Monday, September 16, 2024

Dogs, Evolution, and the Body of Christ(1)

I watched an animal show with one of my grand-daughters recently.  It stated that dogs evolved from wolves.  That is an outdated genetic distinction.2  However, the point was that domesticated dogs proliferate our world while wolves do not.  The reason is not due to survival of the fittest, but due to survival through cooperative relationships that happened as dogs became domesticated.  Interestingly, cooperation is actually found on many levels of biological organization down to single-cell organisms that join together for greater survival.  It is one explanation given for the emergence of the specialization of cells in multi-cell organisms.  In evolutionary biology, a cooperator is someone who pays a cost for another individual to benefit. 

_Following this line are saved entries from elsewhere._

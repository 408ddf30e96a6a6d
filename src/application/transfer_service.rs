use crate::domain::models::{FeeSchedule, Transaction, TransferReceipt, TransferRequest};
use crate::domain::repository::TransactionRepository;
use anyhow::Result;
use chrono::Utc;
use std::sync::Arc;
use tracing::info;

const BASE_FEE: f64 = 1.0;
const PERCENTAGE_FEE: f64 = 0.005;

/// Receivers in Gabon are paid out in CFA francs, everyone else in dollars.
fn local_currency(receiver_country: Option<&str>) -> &'static str {
    match receiver_country {
        Some("Gabon") => "XAF",
        _ => "USD",
    }
}

pub struct TransferService {
    transactions: Arc<dyn TransactionRepository>,
}

impl TransferService {
    pub fn new(transactions: Arc<dyn TransactionRepository>) -> Self {
        Self { transactions }
    }

    /// Records the transfer intent. No funds move and no balance is checked;
    /// the returned id is synthesized from the server clock.
    pub async fn record_transfer(&self, req: TransferRequest) -> Result<TransferReceipt> {
        let timestamp = Utc::now();
        let transaction = Transaction {
            local_amount: req.amount.unwrap_or(0.0),
            local_currency: local_currency(req.receiver_country.as_deref()).to_string(),
            recipient: req.recipient,
            recipient_name: req.recipient_name,
            send_method: req.send_method,
            receive_method: req.receive_method,
            sender_country: req.sender_country,
            receiver_country: req.receiver_country,
            timestamp,
            transfer_fee: req.transfer_fee,
            gas_fee: req.gas_fee,
            sender_email: req.sender_email,
        };
        self.transactions.record(transaction).await?;

        let receipt = TransferReceipt {
            transaction_id: format!("mock-transaction-id-{}", timestamp.timestamp_millis()),
        };
        info!(transaction_id = %receipt.transaction_id, "Transfer recorded");
        Ok(receipt)
    }

    pub async fn transactions_for(&self, email: &str) -> Result<Vec<Transaction>> {
        self.transactions.find_by_sender(email).await
    }

    pub fn fee_schedule(&self) -> FeeSchedule {
        FeeSchedule {
            base_fee: BASE_FEE,
            percentage_fee: PERCENTAGE_FEE,
        }
    }
}
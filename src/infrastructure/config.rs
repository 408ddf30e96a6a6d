use anyhow::{Result, bail};
use std::env;
use std::path::PathBuf;

/// Which repository backend the process runs against. Selected once at
/// startup; handlers and services never see the difference.
#[derive(Debug, Clone, Copy, PartialEq, Eq)]
pub enum StoreBackend {
    /// In-memory collections snapshotted to whole JSON files on every mutation.
    Json,
    /// MongoDB collections, one document per entity.
    Mongodb,
}

#[derive(Debug, Clone)]
pub struct AppConfig {
    pub bind_addr: String,
    pub cors_origin: String,
    pub store_backend: StoreBackend,
    /// Directory holding the collection snapshot files (JSON backend).
    pub data_dir: PathBuf,
    pub mongo_uri: String,
    pub mongo_db: String,
    /// Static admin seed file, read once, never rewritten.
    pub admin_file: PathBuf,
    /// Inline JSON array of admin records; takes precedence over the file.
    pub admins_json: Option<String>,
    pub business_server_url: String,
}

fn env_or(key: &str, default: &str) -> String {
    env::var(key).unwrap_or_else(|_| default.to_string())
}

impl AppConfig {
    pub fn from_env() -> Result<Self> {
        let store_backend = match env_or("STORE_BACKEND", "json").as_str() {
            "json" => StoreBackend::Json,
            "mongodb" => StoreBackend::Mongodb,
            other => bail!("unknown STORE_BACKEND value: {other}"),
        };

        Ok(Self {
            bind_addr: env_or("BIND_ADDR", "127.0.0.1:5000"),
            cors_origin: env_or("CORS_ORIGIN", "http://localhost:3000"),
            store_backend,
            data_dir: PathBuf::from(env_or("DATA_DIR", ".")),
            mongo_uri: env_or("MONGO_URI", "mongodb://localhost:27017"),
            mongo_db: env_or("MONGO_DB", "remit"),
            admin_file: PathBuf::from(env_or("ADMIN_FILE", "./admin.json")),
            admins_json: env::var("ADMINS").ok(),
            business_server_url: env_or("BUSINESS_SERVER_URL", "http://localhost:5002"),
        })
    }
}
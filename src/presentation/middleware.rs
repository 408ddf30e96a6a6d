use actix_web::{
    Error, HttpMessage,
    dev::{Service, ServiceRequest, ServiceResponse, Transform},
    http::header::{HeaderName, HeaderValue},
};
use std::{
    future::{Ready, ready},
    pin::Pin,
    rc::Rc,
    task::{Context, Poll},
    time::Instant,
};
use tracing::info;
use uuid::Uuid;

/// Assigns a request id, stamps `x-request-id` and `x-response-time` on the
/// response, and logs one line per completed request.
pub struct RequestTraceMiddleware;

impl<S, B> Transform<S, ServiceRequest> for RequestTraceMiddleware
where
    S: Service<ServiceRequest, Response = ServiceResponse<B>, Error = Error> + 'static,
    B: 'static,
{
    type Response = ServiceResponse<B>;
    type Error = Error;
    type InitError = ();
    type Transform = RequestTraceService<S>;
    type Future = Ready<Result<Self::Transform, Self::InitError>>;

    fn new_transform(&self, service: S) -> Self::Future {
        ready(Ok(RequestTraceService {
            service: Rc::new(service),
        }))
    }
}

pub struct RequestTraceService<S> {
    service: Rc<S>,
}

impl<S, B> Service<ServiceRequest> for RequestTraceService<S>
where
    S: Service<ServiceRequest, Response = ServiceResponse<B>, Error = Error> + 'static,
    B: 'static,
{
    type Response = ServiceResponse<B>;
    type Error = Error;
    type Future = Pin<Box<dyn std::future::Future<Output = Result<Self::Response, Self::Error>>>>;

    fn poll_ready(&self, cx: &mut Context<'_>) -> Poll<Result<(), Self::Error>> {
        self.service.poll_ready(cx)
    }

    fn call(&self, req: ServiceRequest) -> Self::Future {
        let service = self.service.clone();
        let start = Instant::now();
        let request_id = Uuid::new_v4().to_string();
        let method = req.method().clone();
        let path = req.path().to_string();

        req.extensions_mut().insert(request_id.clone());
        let fut = service.call(req);

        Box::pin(async move {
            let mut res = fut.await?;
            let duration_ms = start.elapsed().as_millis();

            res.headers_mut().insert(
                HeaderName::from_static("x-request-id"),
                HeaderValue::from_str(&request_id)
                    .unwrap_or_else(|_| HeaderValue::from_static("unknown")),
            );
            res.headers_mut().insert(
                HeaderName::from_static("x-response-time"),
                HeaderValue::from_str(&format!("{duration_ms}ms"))
                    .unwrap_or_else(|_| HeaderValue::from_static("0ms")),
            );

            info!(
                method = %method,
                path = %path,
                status = %res.status(),
                duration_ms = duration_ms,
                request_id = %request_id,
                "Request processed"
            );

            Ok(res)
        })
    }
}
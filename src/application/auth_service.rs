use crate::domain::error::DomainError;
use crate::domain::repository::UserRepository;
use crate::domain::user::{
    LoginRequest, RegisterRequest, UpdateProfileRequest, UpdateSettingsRequest, User, UserPatch,
    UserType,
};
use crate::infrastructure::notify::{BusinessNotifier, BusinessRegistration};
use crate::infrastructure::security::{
    generate_session_token, generate_wallet_address, hash_password, verify_password,
};
use anyhow::Result;
use std::sync::Arc;
use tracing::{error, info, instrument, warn};

const MIN_PASSWORD_LEN: usize = 6;

pub struct AuthService {
    users: Arc<dyn UserRepository>,
    notifier: Arc<BusinessNotifier>,
}

impl AuthService {
    pub fn new(users: Arc<dyn UserRepository>, notifier: Arc<BusinessNotifier>) -> Self {
        Self { users, notifier }
    }

    #[instrument(skip(self, req), fields(email = %req.email))]
    pub async fn register(&self, req: RegisterRequest) -> Result<User> {
        let user_type = req.user_type.unwrap_or_default();
        let missing_business_name = user_type == UserType::Business
            && req.business_name.as_deref().is_none_or(str::is_empty);
        if req.name.is_empty() || req.email.is_empty() || req.password.is_empty()
            || missing_business_name
        {
            return Err(DomainError::validation("Missing required fields").into());
        }
        if req.password.chars().count() < MIN_PASSWORD_LEN {
            return Err(
                DomainError::validation("Password must be at least 6 characters").into(),
            );
        }

        // Uniqueness is checked before anything is persisted
        if self.users.find_by_email(&req.email).await?.is_some() {
            warn!(email = %req.email, "Duplicate registration attempt");
            return Err(DomainError::Conflict("Email already registered".to_string()).into());
        }

        let password_hash = hash_password(&req.password).map_err(|e| {
            error!(error = %e, "Failed to hash password");
            DomainError::Internal(format!("Failed to hash password: {e}"))
        })?;

        let user = User {
            id: 0, // assigned by the store
            name: req.name,
            surname: req.surname,
            email: req.email,
            password_hash,
            country: req.country,
            user_type,
            business_name: match user_type {
                UserType::Business => req.business_name,
                UserType::Individual => None,
            },
            business_description: match user_type {
                UserType::Business => req.business_description,
                UserType::Individual => None,
            },
            address: generate_wallet_address(),
            token: generate_session_token(),
            receive_method: None,
            receive_details: None,
            send_method: None,
            role: req.role.unwrap_or_else(|| "user".to_string()),
            profile_pic: None,
        };

        let user = self.users.insert(user).await?;
        info!(user_id = user.id, email = %user.email, "User registered");

        if user.user_type == UserType::Business {
            // Best effort; the response never depends on this call
            self.notifier.notify_registration(BusinessRegistration {
                email: user.email.clone(),
                password: user.password_hash.clone(),
                country: user.country.clone(),
                business_name: user.business_name.clone(),
                business_description: user.business_description.clone(),
            });
        }

        Ok(user)
    }

    #[instrument(skip(self, req), fields(email = %req.email))]
    pub async fn login(&self, req: LoginRequest) -> Result<User> {
        if req.email.is_empty() || req.password.is_empty() {
            return Err(
                DomainError::validation("Please enter both email and password").into(),
            );
        }

        let user = self.users.find_by_email(&req.email).await?;
        let Some(user) = user else {
            warn!(email = %req.email, "Login for unknown email");
            return Err(DomainError::unauthorized("Invalid credentials").into());
        };

        let valid = verify_password(&req.password, &user.password_hash).unwrap_or(false);
        if !valid {
            warn!(user_id = user.id, email = %user.email, "Invalid password during login");
            return Err(DomainError::unauthorized("Invalid credentials").into());
        }

        info!(user_id = user.id, email = %user.email, "Login successful");
        Ok(user)
    }

    pub async fn update_settings(&self, req: UpdateSettingsRequest) -> Result<User> {
        let patch = UserPatch {
            receive_method: req.receive_method,
            receive_details: req.receive_details,
            send_method: req.send_method,
            ..UserPatch::default()
        };
        self.apply_update(&req.email, patch).await
    }

    pub async fn update_profile(&self, req: UpdateProfileRequest) -> Result<User> {
        let patch = UserPatch {
            name: req.name,
            surname: req.surname,
            business_name: req.business_name,
            business_description: req.business_description,
            profile_pic: req.profile_pic,
            ..UserPatch::default()
        };
        self.apply_update(&req.email, patch).await
    }

    async fn apply_update(&self, email: &str, patch: UserPatch) -> Result<User> {
        self.users
            .update(email, patch)
            .await?
            .ok_or_else(|| DomainError::not_found("User not found").into())
    }
}
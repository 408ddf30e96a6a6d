use crate::domain::models::{Friend, LeaveRequest, LeaveStatus, Transaction};
use crate::domain::repository::{
    FriendRepository, LeaveRequestRepository, TransactionRepository, UserRepository,
};
use crate::domain::user::{User, UserPatch};
use anyhow::{Context, Result};
use async_trait::async_trait;
use serde::Serialize;
use serde::de::DeserializeOwned;
use std::fs;
use std::path::{Path, PathBuf};
use std::sync::Arc;
use tokio::sync::RwLock;
use tracing::{debug, error, info};

/// In-memory collection with whole-file JSON snapshotting. Every mutation
/// rewrites the backing file before the call returns, so a restart loses at
/// most the in-flight request. With no path the collection is memory-only.
pub struct JsonCollection<E> {
    items: Arc<RwLock<Vec<E>>>,
    path: Option<PathBuf>,
}

impl<E> Clone for JsonCollection<E> {
    fn clone(&self) -> Self {
        Self {
            items: Arc::clone(&self.items),
            path: self.path.clone(),
        }
    }
}

impl<E: Serialize + DeserializeOwned + Clone + Send + Sync> JsonCollection<E> {
    pub fn in_memory() -> Self {
        Self {
            items: Arc::new(RwLock::new(Vec::new())),
            path: None,
        }
    }

    /// Loads the collection from `path` if the file exists. An unreadable or
    /// unparseable file is logged and treated as empty, matching the
    /// reset-on-error startup of the file variant.
    pub fn open(path: PathBuf) -> Self {
        let items = match load_snapshot(&path) {
            Ok(items) => {
                info!(path = %path.display(), count = items.len(), "Loaded collection snapshot");
                items
            }
            Err(err) => {
                error!(path = %path.display(), error = %err, "Error loading collection, starting empty");
                Vec::new()
            }
        };
        Self {
            items: Arc::new(RwLock::new(items)),
            path: Some(path),
        }
    }

    pub async fn with_read<T>(&self, f: impl FnOnce(&[E]) -> T) -> T {
        let items = self.items.read().await;
        f(&items)
    }

    /// Applies `f` under the write lock and flushes the full collection to
    /// disk before returning. The mutation is not observable until the
    /// snapshot is durable.
    pub async fn mutate<T>(&self, f: impl FnOnce(&mut Vec<E>) -> T) -> Result<T> {
        let mut items = self.items.write().await;
        let out = f(&mut items);
        if let Some(path) = &self.path {
            persist_snapshot(path, &items)?;
            debug!(path = %path.display(), count = items.len(), "Collection snapshot written");
        }
        Ok(out)
    }
}

fn load_snapshot<E: DeserializeOwned>(path: &Path) -> Result<Vec<E>> {
    if !path.exists() {
        return Ok(Vec::new());
    }
    let raw = fs::read_to_string(path)
        .with_context(|| format!("reading snapshot {}", path.display()))?;
    serde_json::from_str(&raw).with_context(|| format!("parsing snapshot {}", path.display()))
}

/// Whole-file rewrite via a temp file and rename, so a crash mid-write never
/// corrupts the previously committed snapshot.
fn persist_snapshot<E: Serialize>(path: &Path, items: &[E]) -> Result<()> {
    let raw = serde_json::to_string_pretty(items)?;
    let tmp = path.with_extension("json.tmp");
    fs::write(&tmp, raw).with_context(|| format!("writing snapshot {}", tmp.display()))?;
    fs::rename(&tmp, path).with_context(|| format!("replacing snapshot {}", path.display()))?;
    Ok(())
}

fn next_id(ids: impl Iterator<Item = u32>) -> u32 {
    ids.max().unwrap_or(0) + 1
}

#[derive(Clone)]
pub struct JsonUserRepository {
    collection: JsonCollection<User>,
}

impl JsonUserRepository {
    pub fn new() -> Self {
        Self {
            collection: JsonCollection::in_memory(),
        }
    }

    pub fn open(path: PathBuf) -> Self {
        Self {
            collection: JsonCollection::open(path),
        }
    }
}

impl Default for JsonUserRepository {
    fn default() -> Self {
        Self::new()
    }
}

#[async_trait]
impl UserRepository for JsonUserRepository {
    async fn insert(&self, mut user: User) -> Result<User> {
        self.collection
            .mutate(|users| {
                user.id = next_id(users.iter().map(|u| u.id));
                users.push(user.clone());
                user
            })
            .await
    }

    async fn find_by_email(&self, email: &str) -> Result<Option<User>> {
        Ok(self
            .collection
            .with_read(|users| users.iter().find(|u| u.email == email).cloned())
            .await)
    }

    async fn search(&self, query: &str) -> Result<Option<User>> {
        Ok(self
            .collection
            .with_read(|users| {
                users.iter().find(|u| u.matches_search(query)).cloned()
            })
            .await)
    }

    async fn update(&self, email: &str, patch: UserPatch) -> Result<Option<User>> {
        self.collection
            .mutate(|users| {
                let user = users.iter_mut().find(|u| u.email == email)?;
                user.apply_patch(patch);
                Some(user.clone())
            })
            .await
    }
}

#[derive(Clone)]
pub struct JsonTransactionRepository {
    collection: JsonCollection<Transaction>,
}

impl JsonTransactionRepository {
    pub fn new() -> Self {
        Self {
            collection: JsonCollection::in_memory(),
        }
    }

    pub fn open(path: PathBuf) -> Self {
        Self {
            collection: JsonCollection::open(path),
        }
    }
}

impl Default for JsonTransactionRepository {
    fn default() -> Self {
        Self::new()
    }
}

#[async_trait]
impl TransactionRepository for JsonTransactionRepository {
    async fn record(&self, transaction: Transaction) -> Result<()> {
        self.collection
            .mutate(|transactions| transactions.push(transaction))
            .await
    }

    async fn find_by_sender(&self, email: &str) -> Result<Vec<Transaction>> {
        Ok(self
            .collection
            .with_read(|transactions| {
                transactions
                    .iter()
                    .filter(|tx| tx.sender_email == email)
                    .cloned()
                    .collect()
            })
            .await)
    }
}

#[derive(Clone)]
pub struct JsonFriendRepository {
    collection: JsonCollection<Friend>,
}

impl JsonFriendRepository {
    pub fn new() -> Self {
        Self {
            collection: JsonCollection::in_memory(),
        }
    }

    pub fn open(path: PathBuf) -> Self {
        Self {
            collection: JsonCollection::open(path),
        }
    }
}

impl Default for JsonFriendRepository {
    fn default() -> Self {
        Self::new()
    }
}

#[async_trait]
impl FriendRepository for JsonFriendRepository {
    async fn add(&self, friend: Friend) -> Result<()> {
        self.collection.mutate(|friends| friends.push(friend)).await
    }

    async fn find_by_owner(&self, email: &str) -> Result<Vec<Friend>> {
        Ok(self
            .collection
            .with_read(|friends| {
                friends
                    .iter()
                    .filter(|f| f.user_email == email)
                    .cloned()
                    .collect()
            })
            .await)
    }

    async fn remove(&self, owner_email: &str, friend_email: &str) -> Result<bool> {
        self.collection
            .mutate(|friends| {
                let before = friends.len();
                friends.retain(|f| !(f.user_email == owner_email && f.email == friend_email));
                friends.len() < before
            })
            .await
    }
}

#[derive(Clone)]
pub struct JsonLeaveRequestRepository {
    collection: JsonCollection<LeaveRequest>,
}

impl JsonLeaveRequestRepository {
    pub fn new() -> Self {
        Self {
            collection: JsonCollection::in_memory(),
        }
    }

    pub fn open(path: PathBuf) -> Self {
        Self {
            collection: JsonCollection::open(path),
        }
    }
}

impl Default for JsonLeaveRequestRepository {
    fn default() -> Self {
        Self::new()
    }
}

#[async_trait]
impl LeaveRequestRepository for JsonLeaveRequestRepository {
    async fn insert(&self, mut request: LeaveRequest) -> Result<LeaveRequest> {
        self.collection
            .mutate(|requests| {
                request.id = next_id(requests.iter().map(|r| r.id));
                requests.push(request.clone());
                request
            })
            .await
    }

    async fn find_all(&self) -> Result<Vec<LeaveRequest>> {
        Ok(self.collection.with_read(|requests| requests.to_vec()).await)
    }

    async fn find_by_id(&self, id: u32) -> Result<Option<LeaveRequest>> {
        Ok(self
            .collection
            .with_read(|requests| requests.iter().find(|r| r.id == id).cloned())
            .await)
    }

    async fn set_status(&self, id: u32, status: LeaveStatus) -> Result<Option<LeaveRequest>> {
        self.collection
            .mutate(|requests| {
                let request = requests.iter_mut().find(|r| r.id == id)?;
                request.status = status;
                Some(request.clone())
            })
            .await
    }
}
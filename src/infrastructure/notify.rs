use reqwest::Client;
use serde::Serialize;
use std::time::Duration;
use tracing::{debug, error};

const REQUEST_TIMEOUT: Duration = Duration::from_secs(10);

/// Payload mirrored to the business-partner server when a business account
/// registers. Carries the stored hash, not the cleartext password.
#[derive(Debug, Clone, Serialize)]
#[serde(rename_all = "camelCase")]
pub struct BusinessRegistration {
    pub email: String,
    pub password: String,
    pub country: Option<String>,
    pub business_name: Option<String>,
    pub business_description: Option<String>,
}

/// Fire-and-forget client for the external business-registration collaborator.
/// Delivery failures are logged and never surfaced to the registering caller.
pub struct BusinessNotifier {
    client: Client,
    endpoint: String,
}

impl BusinessNotifier {
    pub fn new(base_url: &str) -> Self {
        let client = Client::builder()
            .timeout(REQUEST_TIMEOUT)
            .build()
            .unwrap_or_default();
        Self {
            client,
            endpoint: format!("{}/register-business", base_url.trim_end_matches('/')),
        }
    }

    /// Dispatches the notification on a detached task. The caller's response
    /// never waits on, or learns the outcome of, this call.
    pub fn notify_registration(&self, registration: BusinessRegistration) {
        let client = self.client.clone();
        let endpoint = self.endpoint.clone();
        tokio::spawn(async move {
            debug!(endpoint = %endpoint, email = %registration.email, "Syncing business registration");
            match client.post(&endpoint).json(&registration).send().await {
                Ok(response) if response.status().is_success() => {
                    debug!(email = %registration.email, "Business registration synced");
                }
                Ok(response) => {
                    error!(
                        email = %registration.email,
                        status = %response.status(),
                        "Business server rejected registration sync"
                    );
                }
                Err(err) => {
                    error!(email = %registration.email, error = %err, "Error syncing with business server");
                }
            }
        });
    }
}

This biological notion of cooperative relationships at a cost to the individual got me thinking about this principle is true for the Body of Christ along two lines.  As is well known, Paul uses the body metaphor quite seriously.

12 Just as a body, though one, has many parts, but all its many parts form one body, so it is with Christ….15 Now if the foot should say, “Because I am not a hand, I do not belong to the body,” it would not for that reason stop being part of the body. 16 And if the ear should say, “Because I am not an eye, I do not belong to the body,” it would not for that reason stop being part of the body. 17 If the whole body were an eye, where would the sense of hearing be? If the whole body were an ear, where would the sense of smell be? 18 But in fact God has placed the parts in the body, every one of them, just as he wanted them to be….  God has put the body together, giving greater honor to the parts that lacked it, 25 so that there should be no division in the body, but that its parts should have equal concern for each other. 26 If one part suffers, every part suffers with it; if one part is honored, every part rejoices with it.  (excerpts from 1 Cor. 12:12-26 NIV).

The first point, then, is that we are called to pay a cost not to think of ourselves first, but to “have equal concern for each other” (12:25).  Our gifts, talents, time and effort are not first for ourselves, but first for the purpose of serving the Body of Christ.  The Church does not thrive by capitalistic principles or by operating on a business model.  It runs by cooperatively submitting oneself and one’s abilities to service in the Body.  What would that look like for me?  What would that look like in my local church?  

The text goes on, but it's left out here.